Time-Dependent Prediction on the Localized Corrosion of Steel Structure Using Spatial Statistical Simulation

The structural failure induced by the localized corrosion of steel members frequently occurred. In this study, a spatial statistical technique was developed to predict the time-dependent localized corrosion initiated at the boundary zone of steel and concrete. 20 specimens were prepared by embedding steel plate into concrete block, the accelerated corrosion tests of 600, 1200, 1800, and 2400 cycles were conducted to obtain the actual surface figuration with uniform and localized corrosion. After performing the regression tree analysis to divide the corrosion surface into localized and uniformed corrosion regions, a semi-variogram was used as the statistical technique to generate the corrosion prediction model, and an ordinary Kriging model to estimate the probable corrosion depth at arbitrary locations.
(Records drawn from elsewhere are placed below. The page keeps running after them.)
impl Atom {
    /// Parse an atom string
    ///
    /// Examples:
    /// - `app-misc/foo` key only
    /// - `>=app-misc/foo-1.2-r1:2` operator, version, slot
    /// - `=sys-kernel/linux-sources-5.10*#5.10` wildcard and tag
    /// - `dev-lang/python[sqlite,-tk(-)]` USE constraints
    pub fn parse(s: &str) -> Result<Self> {
        let atom = s.trim();
        if atom.is_empty() {
            return Err(Error::ParseError("Empty atom".to_string()));
        }
        if atom.chars().any(char::is_whitespace) {
            return Err(Error::ParseError(format!("Whitespace in atom: {atom}")));
        }

        let (rest, use_deps) = split_use_deps(atom)?;
        let (rest, entropy_revision) = split_entropy_revision(rest, atom)?;
        let (rest, tag, slot_after_tag) = split_tag(rest, atom)?;
        let (rest, slot) = match rest.split_once(':') {
            Some((head, slot)) => (head, Some(slot)),
            None => (rest, slot_after_tag),
        };
        let slot = match slot {
            Some("") => {
                return Err(Error::ParseError(format!("Empty slot in atom: {atom}")));
            }
            Some(slot) if slot.contains(':') => {
                return Err(Error::ParseError(format!("Multiple slots in atom: {atom}")));
            }
            other => other.map(String::from),
        };

        let (operator, rest) = VersionOperator::strip(rest);
        let (rest, wildcard) = match rest.strip_suffix('*') {
            Some(head) => (head, true),
            None => (rest, false),
        };

        let (category, package) = match rest.split('/').collect::<Vec<_>>().as_slice() {
            [package] => (None, *package),
            [category, package] => {
                if !CATEGORY_RE.is_match(category) {
                    return Err(Error::ParseError(format!(
                        "Invalid category '{category}' in atom: {atom}"
                    )));
                }
                (Some(category.to_string()), *package)
            }
            _ => {
                return Err(Error::ParseError(format!(
                    "Too many '/' in atom: {atom}"
                )));
            }
        };

        let (name, version, spm_revision) = match version::split_name_version(package) {
            Some((name, version, revision)) => (name, Some(version), revision),
            None => {
                if operator.is_some() || wildcard {
                    return Err(Error::ParseError(format!(
                        "Version operator without a valid version in atom: {atom}"
                    )));
                }
                (package.to_string(), None, 0)
            }
        };

        if !NAME_RE.is_match(&name) {
            return Err(Error::ParseError(format!(
                "Invalid package name '{name}' in atom: {atom}"
            )));
        }

        Ok(Self {
            operator,
            category,
            name,
            version,
            spm_revision,
            wildcard,
            slot,
            tag,
            use_deps,
            entropy_revision,
        })
    }

    /// `category/name`, or just `name` when the category is open
    pub fn key(&self) -> String {
        match &self.category {
            Some(category) => format!("{}/{}", category, self.name),
            None => self.name.clone(),
        }
    }

    /// True when only the key was given
    pub fn is_key_only(&self) -> bool {
        self.version.is_none()
    }

    /// Version including a non-zero `-rN`
    pub fn full_version(&self) -> Option<String> {
        self.version.as_ref().map(|v| {
            if self.spm_revision > 0 {
                format!("{}-r{}", v, self.spm_revision)
            } else {
                v.clone()
            }
        })
    }

    /// Operator to apply to the version; a bare version means `=`
    pub fn effective_operator(&self) -> Option<VersionOperator> {
        match (&self.version, self.operator) {
            (None, _) => None,
            (Some(_), None) => Some(VersionOperator::Equal),
            (Some(_), op) => op,
        }
    }
}

impl FromStr for Atom {
    type Err = Error;

    fn from_str(s: &str) -> Result<Self> {
        Atom::parse(s)
    }
}

impl fmt::Display for Atom {
    fn fmt(&self, f: &mut fmt::Formatter<'_>) -> fmt::Result {
        if let Some(op) = self.operator {
            write!(f, "{}", op.as_str())?;
        }
        write!(f, "{}", self.key())?;
        if let Some(version) = self.full_version() {
            write!(f, "-{version}")?;
        }
        if self.wildcard {
            write!(f, "*")?;
        }
        if let Some(slot) = &self.slot {
            write!(f, ":{slot}")?;
        }
        if let Some(tag) = &self.tag {
            write!(f, "{TAG_PREFIX}{tag}")?;
        }
        if let Some(rev) = self.entropy_revision {
            write!(f, "{REVISION_PREFIX}{rev}")?;
        }
        if !self.use_deps.is_empty() {
            let flags: Vec<String> = self.use_deps.iter().map(ToString::to_string).collect();
            write!(f, "[{}]", flags.join(","))?;
        }
        Ok(())
    }
}

/// Split the trailing `[...]` groups off an atom
fn split_use_deps(atom: &str) -> Result<(&str, Vec<UseDep>)> {
    let Some(open) = atom.find('[') else {
        if atom.contains(']') {
            return Err(Error::ParseError(format!("Unmatched ']' in atom: {atom}")));
        }
        return Ok((atom, Vec::new()));
    };

    let head = &atom[..open];
    let mut tail = &atom[open..];
    let mut groups = Vec::new();
    while !tail.is_empty() {
        let Some(body) = tail.strip_prefix('[') else {
            return Err(Error::ParseError(format!(
                "Unexpected text after USE constraints in atom: {atom}"
            )));
        };
        let Some(close) = body.find(']') else {
            return Err(Error::ParseError(format!("Unclosed '[' in atom: {atom}")));
        };
        let group = &body[..close];
        if group.contains('[') {
            return Err(Error::ParseError(format!("Nested '[' in atom: {atom}")));
        }
        if group.is_empty() {
            return Err(Error::ParseError(format!("Empty USE constraint in atom: {atom}")));
        }
        groups.push(group);
        tail = &body[close + 1..];
    }

    if groups.len() > 1 && groups.iter().any(|g| g.contains(',')) {
        return Err(Error::ParseError(format!(
            "Mixed comma and bracket USE separators in atom: {atom}"
        )));
    }

    let mut use_deps = Vec::new();
    for group in groups {
        for token in group.split(',') {
            if token.is_empty() {
                return Err(Error::ParseError(format!(
                    "Empty USE flag next to comma in atom: {atom}"
                )));
            }
            use_deps.push(UseDep::parse(token, atom)?);
        }
    }
    Ok((head, use_deps))
}

/// Split a trailing `~N` off an atom
///
/// A `~` in first position is the approx operator, not a revision.
fn split_entropy_revision<'a>(rest: &'a str, atom: &str) -> Result<(&'a str, Option<u32>)> {
    match rest.rfind(REVISION_PREFIX) {
        Some(idx) if idx > 0 => {
            let digits = &rest[idx + 1..];
            let revision = digits.parse::<u32>().map_err(|_| {
                Error::ParseError(format!("Invalid revision '{digits}' in atom: {atom}"))
            })?;
            Ok((&rest[..idx], Some(revision)))
        }
        _ => Ok((rest, None)),
    }
}

/// Split a `#tag` off an atom, returning a slot written after the tag too
fn split_tag<'a>(
    rest: &'a str,
    atom: &str,
) -> Result<(&'a str, Option<String>, Option<&'a str>)> {
    let Some(idx) = rest.rfind(TAG_PREFIX) else {
        return Ok((rest, None, None));
    };
    let tail = &rest[idx + 1..];
    let (tag, slot) = match tail.split_once(':') {
        Some((tag, slot)) => (tag, Some(slot)),
        None => (tail, None),
    };
    if tag.is_empty() {
        return Ok((&rest[..idx], None, slot));
    }
    if !TAG_RE.is_match(tag) {
        return Err(Error::ParseError(format!("Invalid tag '{tag}' in atom: {atom}")));
    }
    Ok((&rest[..idx], Some(tag.to_string()), slot))
}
The simulated results show that the probability distribution of corrosion depth and surface topography of both localized and uniform corrosion surfaces are highly consistent with the test. Also, the estimated surfaces owned a similar stress concentration effect to the actual surface, although their localized corrosion distributes differently. The prediction results of 2400–9600 cycles show that the top five SCF values of simulation almost within the 95% confidence interval of the fitting curves of test results. Therefore, the accuracy of the estimated corrosion surface is considered reasonable using the spatial statistical simulation method.